TASK TO CARRY OUT:
Line by line, output the entries below exactly as they appear.

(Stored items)
- Opening Delimiter -

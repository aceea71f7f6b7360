use ethereum_types::{H256, U256};
use etherlight_rlp::{
    decode::RLPDecode,
    encode::RLPEncode,
    error::RLPDecodeError,
    structs::{Decoder, Encoder},
};
use lazy_static::lazy_static;
use serde::{Deserialize, Serialize};

lazy_static! {
    /// Keccak256 of an empty byte string, the code hash of an EOA.
    pub static ref EMPTY_KECCACK_HASH: H256 = H256::from_slice(
        &hex::decode("c5d2460186f7233c927e7db2dcc703c0e500b653ca82273b7bfad8045d85a470").unwrap()
    );
    /// The root of an empty merkle-patricia trie.
    pub static ref EMPTY_TRIE_HASH: H256 = H256::from_slice(
        &hex::decode("56e81f171bcc55a6ff8345e692c0f86e5b48e01b996cadc001622fb5e363b421").unwrap()
    );
}

/// The state-trie record of an account: what a state proof resolves to.
#[derive(Clone, Debug, PartialEq, Eq, Serialize, Deserialize)]
pub struct AccountState {
    pub nonce: u64,
    pub balance: U256,
    pub storage_root: H256,
    pub code_hash: H256,
}

impl Default for AccountState {
    fn default() -> Self {
        AccountState {
            nonce: 0,
            balance: U256::default(),
            storage_root: *EMPTY_TRIE_HASH,
            code_hash: *EMPTY_KECCACK_HASH,
        }
    }
}

impl RLPEncode for AccountState {
    fn encode(&self, buf: &mut dyn bytes::BufMut) {
        Encoder::new(buf)
            .encode_field(&self.nonce)
            .encode_field(&self.balance)
            .encode_field(&self.storage_root)
            .encode_field(&self.code_hash)
            .finish();
    }
}

impl RLPDecode for AccountState {
    fn decode_unfinished(rlp: &[u8]) -> Result<(Self, &[u8]), RLPDecodeError> {
        let decoder = Decoder::new(rlp)?;
        let (nonce, decoder) = decoder.decode_field("nonce")?;
        let (balance, decoder) = decoder.decode_field("balance")?;
        let (storage_root, decoder) = decoder.decode_field("storage_root")?;
        let (code_hash, decoder) = decoder.decode_field("code_hash")?;
        let state = AccountState {
            nonce,
            balance,
            storage_root,
            code_hash,
        };
        Ok((state, decoder.finish()?))
    }
}

#[cfg(test)]
mod tests {
    use super::*;

    #[test]
    fn account_state_roundtrip() {
        let state = AccountState {
            nonce: 13,
            balance: U256::from(1_000_000u64),
            ..Default::default()
        };
        let mut buf = vec![];
        state.encode(&mut buf);
        let decoded = AccountState::decode(&buf).unwrap();
        assert_eq!(decoded, state);
    }
}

- Closing Delimiter -

WORKED SOLUTION:
repository aceea71f7f6b7360
use ethereum_types::{H256, U256};
use etherlight_rlp::{
    decode::RLPDecode,
    encode::RLPEncode,
    error::RLPDecodeError,
    structs::{Decoder, Encoder},
};
use lazy_static::lazy_static;
use serde::{Deserialize, Serialize};

lazy_static! {
    /// Keccak256 of an empty byte string, the code hash of an EOA.
    pub static ref EMPTY_KECCACK_HASH: H256 = H256::from_slice(
        &hex::decode("c5d2460186f7233c927e7db2dcc703c0e500b653ca82273b7bfad8045d85a470").unwrap()
    );
    /// The root of an empty merkle-patricia trie.
    pub static ref EMPTY_TRIE_HASH: H256 = H256::from_slice(
        &hex::decode("56e81f171bcc55a6ff8345e692c0f86e5b48e01b996cadc001622fb5e363b421").unwrap()
    );
}

/// The state-trie record of an account: what a state proof resolves to.
#[derive(Clone, Debug, PartialEq, Eq, Serialize, Deserialize)]
pub struct AccountState {
    pub nonce: u64,
    pub balance: U256,
    pub storage_root: H256,
    pub code_hash: H256,
}

impl Default for AccountState {
    fn default() -> Self {
        AccountState {
            nonce: 0,
            balance: U256::default(),
            storage_root: *EMPTY_TRIE_HASH,
            code_hash: *EMPTY_KECCACK_HASH,
        }
    }
}

impl RLPEncode for AccountState {
    fn encode(&self, buf: &mut dyn bytes::BufMut) {
        Encoder::new(buf)
            .encode_field(&self.nonce)
            .encode_field(&self.balance)
            .encode_field(&self.storage_root)
            .encode_field(&self.code_hash)
            .finish();
    }
}

impl RLPDecode for AccountState {
    fn decode_unfinished(rlp: &[u8]) -> Result<(Self, &[u8]), RLPDecodeError> {
        let decoder = Decoder::new(rlp)?;
        let (nonce, decoder) = decoder.decode_field("nonce")?;
        let (balance, decoder) = decoder.decode_field("balance")?;
        let (storage_root, decoder) = decoder.decode_field("storage_root")?;
        let (code_hash, decoder) = decoder.decode_field("code_hash")?;
        let state = AccountState {
            nonce,
            balance,
            storage_root,
            code_hash,
        };
        Ok((state, decoder.finish()?))
    }
}

#[cfg(test)]
mod tests {
    use super::*;

    #[test]
    fn account_state_roundtrip() {
        let state = AccountState {
            nonce: 13,
            balance: U256::from(1_000_000u64),
            ..Default::default()
        };
        let mut buf = vec![];
        state.encode(&mut buf);
        let decoded = AccountState::decode(&buf).unwrap();
        assert_eq!(decoded, state);
    }
}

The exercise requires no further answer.